Donc, la question de la gouvernance par des règles et des institutions renvoie au rôle des États qui définissent leur efficacité et leur champ d’action. L’intergouvernementalisme est la forme de coopération dominante dans l’Union européenne, et dans un domaine aussi sensible que l’économie, il semble logique que leur présence soit conséquente.
Cela se caractérise tout d’abord par l’idée simple mais cruciale que pour que les règles soient efficaces, les États doivent les respecter. Les règles régissent ainsi la zone euro en fonction de la possibilité ou de la volonté des États membres à les suivre. Il n’est pas question ici de montrer comment les règles contraignent voire sanctionnent les États, mais de montrer que les critères d’adhésion, qui sont également des critères théoriques de maintien, ne sont pas toujours respectés dans leur intégralité. Si le cas de la Grèce est de loin le plus connu quant à son entrée plus que discutable dans la zone euro, il est clair que des États « fondateurs » comme la France ou l’Italie ne remplissent plus toujours les critères d’endettement. Si cela conduit à aggraver les conséquences de la crise économique en 2007, il n’en reste pas moins que les règles continuent d’être interprétées en fonction des circonstances. Ainsi, les États jouissent d’une plus grande flexibilité, et des règles et traités devant être à l’origine stricts sont alors considérées comme laxistes, ce jette un voile de discrédit sur les Institutions européennes.

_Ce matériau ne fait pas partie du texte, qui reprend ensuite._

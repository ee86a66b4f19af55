//! Reassignment of shard ownership to a new node set.
//!
//! Every range of every database is handed to every target node. This
//! fan-out is what makes the cluster copy shard data to the new nodes; the
//! store trims replicas back to `n` on its own afterwards.

use crate::connection::ClusterSession;
use crate::core::{ChangelogEntry, ClusterError, ClusterSettings, NodeName, Result, ShardMapDocument, ShardRange};
use crate::pipeline::{ItemOutcome, ItemTransform};
use async_trait::async_trait;
use std::collections::BTreeSet;
use tracing::{Level, event};

/// Result of the checks run once before any document is touched
#[derive(Debug, Clone, PartialEq, Eq)]
pub enum Preflight {
    /// The representative database already belongs to exactly the target
    /// nodes; nothing needs rewriting.
    AlreadyAligned { database: String },
    RewriteRequired {
        database: String,
        current_nodes: BTreeSet<NodeName>,
        shard_ranges: Vec<ShardRange>,
    },
}

/// Rewrites shard maps so that every range belongs to every target node
#[derive(Debug, Clone)]
pub struct MetadataRewriter {
    target_nodes: Vec<NodeName>,
}

impl MetadataRewriter {
    /// `target_nodes` keeps its order (it becomes the replica order of every
    /// range); duplicates are dropped.
    pub fn new(target_nodes: Vec<NodeName>) -> Result<Self> {
        let mut seen = BTreeSet::new();
        let mut nodes = Vec::with_capacity(target_nodes.len());
        for node in target_nodes {
            if node.trim().is_empty() {
                return Err(ClusterError::InvalidConfig(
                    "target node name must not be empty".to_string(),
                ));
            }
            if seen.insert(node.clone()) {
                nodes.push(node);
            }
        }
        if nodes.is_empty() {
            return Err(ClusterError::InvalidConfig(
                "at least one target node is required".to_string(),
            ));
        }
        Ok(Self {
            target_nodes: nodes,
        })
    }

    pub fn target_nodes(&self) -> &[NodeName] {
        &self.target_nodes
    }

    fn target_set(&self) -> BTreeSet<NodeName> {
        self.target_nodes.iter().cloned().collect()
    }

    /// Checks the shard map of `database` against the cluster settings.
    ///
    /// Fails with `ConfigurationMismatch` when the document's shard count is
    /// not `settings.q`, or when `settings.n` asks for more replicas than
    /// there are target nodes.
    pub async fn preflight<S: ClusterSession>(
        &self,
        session: &mut S,
        database: &str,
        settings: ClusterSettings,
    ) -> Result<Preflight> {
        let doc = session
            .get_shard_map(database)
            .await?
            .ok_or_else(|| ClusterError::DocumentMissing(database.to_string()))?;

        if doc.shard_count() != settings.q {
            return Err(ClusterError::ConfigurationMismatch(format!(
                "database '{}' has {} shard ranges but the cluster is configured with q={}",
                database,
                doc.shard_count(),
                settings.q
            )));
        }

        if settings.n > self.target_nodes.len() {
            return Err(ClusterError::ConfigurationMismatch(format!(
                "the cluster is configured with n={} replicas but only {} target node(s) were given",
                settings.n,
                self.target_nodes.len()
            )));
        }

        let current_nodes = doc.node_set();
        if current_nodes == self.target_set() {
            event!(Level::INFO, database, "shard maps already name the target nodes");
            return Ok(Preflight::AlreadyAligned {
                database: database.to_string(),
            });
        }

        event!(
            Level::INFO,
            database,
            current = ?current_nodes,
            target = ?self.target_nodes,
            "shard maps need rewriting"
        );
        Ok(Preflight::RewriteRequired {
            database: database.to_string(),
            current_nodes,
            shard_ranges: doc.shard_ranges(),
        })
    }

    /// Replaces the three ownership fields of `doc`; every other field is
    /// kept. Applying it twice gives the same document as applying it once.
    pub fn rewrite(&self, mut doc: ShardMapDocument) -> ShardMapDocument {
        let ranges = doc.shard_ranges();

        doc.by_node = self
            .target_nodes
            .iter()
            .map(|node| (node.clone(), ranges.clone()))
            .collect();
        doc.by_range = ranges
            .iter()
            .map(|range| (range.clone(), self.target_nodes.clone()))
            .collect();
        doc.changelog = ranges
            .iter()
            .flat_map(|range| {
                self.target_nodes
                    .iter()
                    .map(move |node| ChangelogEntry::add(range.as_str(), node.as_str()))
            })
            .collect();
        doc
    }
}

#[async_trait]
impl<S: ClusterSession + 'static> ItemTransform<S, String> for MetadataRewriter {
    async fn apply(&self, session: &mut S, database: &String) -> Result<ItemOutcome> {
        let doc = session
            .get_shard_map(database)
            .await?
            .ok_or_else(|| ClusterError::DocumentMissing(database.clone()))?;

        let rewritten = self.rewrite(doc);
        rewritten.check_consistency()?;
        session.put_shard_map(database, &rewritten).await?;

        event!(Level::DEBUG, database = %database, "shard map rewritten");
        Ok(ItemOutcome::Applied)
    }
}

En effet, le fonctionnement des Institutions européennes, visant à faire respecter les règles, reste profondément lié aux positions des pays européens. Les États membres n’ont en effet pas délégué toutes leurs prérogatives économiques à la Banque centrale européenne. Ainsi, outre la politique fiscale et la politique budgétaire nationale, les États restent ancrés dans le processus des politiques monétaires par le biais des banques centrales nationales. La zone euro ne dispose pas en effet d’une politique budgétaire commune ce qui freine considérablement les possibilités de coordination. Cela est flagrant en cas de crise, car les politiques monétaires ne sont pas suffisantes et nécessitent l’appui d’une coordination budgétaire. Les réajustements et les répartitions de la crise de la Covid-19 sont sujettes à de nombreux débats et donnent naissance à des divergences, notamment dans le couple franco-allemand. L’exemple du coronavirus montre toutefois le fort lien qui permet une réponse commune en cas de crise.

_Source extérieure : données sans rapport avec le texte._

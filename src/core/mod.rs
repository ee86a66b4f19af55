pub mod error;
pub mod types;

pub use error::{ClusterError, Result};
pub use types::{
    ChangeAction, ChangelogEntry, ClusterSettings, Membership, NodeName, ServerInfo, ShardMapDocument,
    ShardRange,
};
use anyhow::Context;
use clap::{Parser, Subcommand};

use bookshelf_kernel::{settings::Settings, InitCtx, ModuleRegistry};

/// In-memory book catalogue over HTTP
#[derive(Debug, Parser)]
#[command(name = "bookshelf", version, about)]
struct Cli {
    #[command(subcommand)]
    command: Option<Command>,
}

#[derive(Debug, Subcommand)]
enum Command {
    /// Serve the HTTP API until interrupted (default)
    Serve {
        /// Override `server.host`
        #[arg(long)]
        host: Option<String>,
        /// Override `server.port`
        #[arg(long)]
        port: Option<u16>,
    },
    /// Print the resolved configuration and exit
    Config,
}

#[tokio::main]
async fn main() -> anyhow::Result<()> {
    let cli = Cli::parse();

    let mut settings = Settings::load().with_context(|| "failed to load bookshelf settings")?;

    match cli.command.unwrap_or(Command::Serve {
        host: None,
        port: None,
    }) {
        Command::Config => {
            println!("{:#?}", settings);
            Ok(())
        }
        Command::Serve { host, port } => {
            if let Some(host) = host {
                settings.server.host = host;
            }
            if let Some(port) = port {
                settings.server.port = port;
            }
            serve(settings).await
        }
    }
}

async fn serve(settings: Settings) -> anyhow::Result<()> {
    bookshelf_telemetry::init(&settings.telemetry)?;

    tracing::info!(
        env = ?settings.environment,
        version = env!("CARGO_PKG_VERSION"),
        "bookshelf bootstrap starting"
    );

    let mut registry = ModuleRegistry::new();
    bookshelf_app::register_all(&mut registry)?;

    let ctx = InitCtx {
        settings: &settings,
    };
    registry.init_all(&ctx).await?;
    registry.start_all(&ctx).await?;

    let served = bookshelf_http::start_server(&registry, &settings).await;

    registry.stop_all().await?;
    served?;

    tracing::info!("bookshelf shut down");
    Ok(())
}
//! Bookshelf application library
//!
//! Feature modules plugged into the bookshelf kernel. Today that is the
//! in-memory book catalogue served under `/books`.

pub mod modules;

pub use modules::books::{
    error::BookError,
    models::{Book, BookFilter, BookId, BookPayload, BookSummary},
    repository::{BookRepository, InMemoryBookRepository},
    BooksModule,
};
pub use modules::register_all;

Il s’avère que la zone euro, avec ses règles et ses institutions et malgré la prédominance des États, restent le seul exemple d’un tel niveau de coordination supranational. Cela s’explique car l’Eurosystème est la seule zone monétaire internationale aussi intégrée et aussi efficace alors qu’elle ne dispose pas d’un gouvernement fédéral ou en tout cas commun. Si la crise de 2007 soulève une certaine vulnérabilité de l’Euro au niveau international, il est néanmoins incontestable qu’une certaine solidarité et une coopération accrue entérinée par un nouveau traité TSCG se sont imposées. De surcroît, cette gouvernance de la zone euro par des principes communs et partagés sont des moyens d’aboutir à une intégration plus forte dans de nombreux autres domaines (phénomène du spill over), comme en témoigne l’intégration de la réflexion sur l’État de droit dans le plan de relance NextGenerationEU de 2020.
Pour conclure, si les règles apparaissent comme étant les principales sources de gouvernance de la zone euro, c’est bien parce que les Institutions européennes parviennent à fixer les objectifs et à s’adapter malgré les circonstances. Les États, qui sont au centre de cette gouvernance, doivent aussi s’inscrire dans cet ensemble parfois « bricolé ».
Ainsi, même si la zone monétaire issue de l’UEM n’est pas optimale et reste bien souvent le fruit d’interprétations et de réajustements par les institutions et les États, elle est un aspect essentiel de l’UE. Et cette idée de gouvernance commune et questionne sur les possibilités qu’offrent les crises économiques, et surtout les « solutions apportées à ces crises » comme le prophétise Jean Monnet.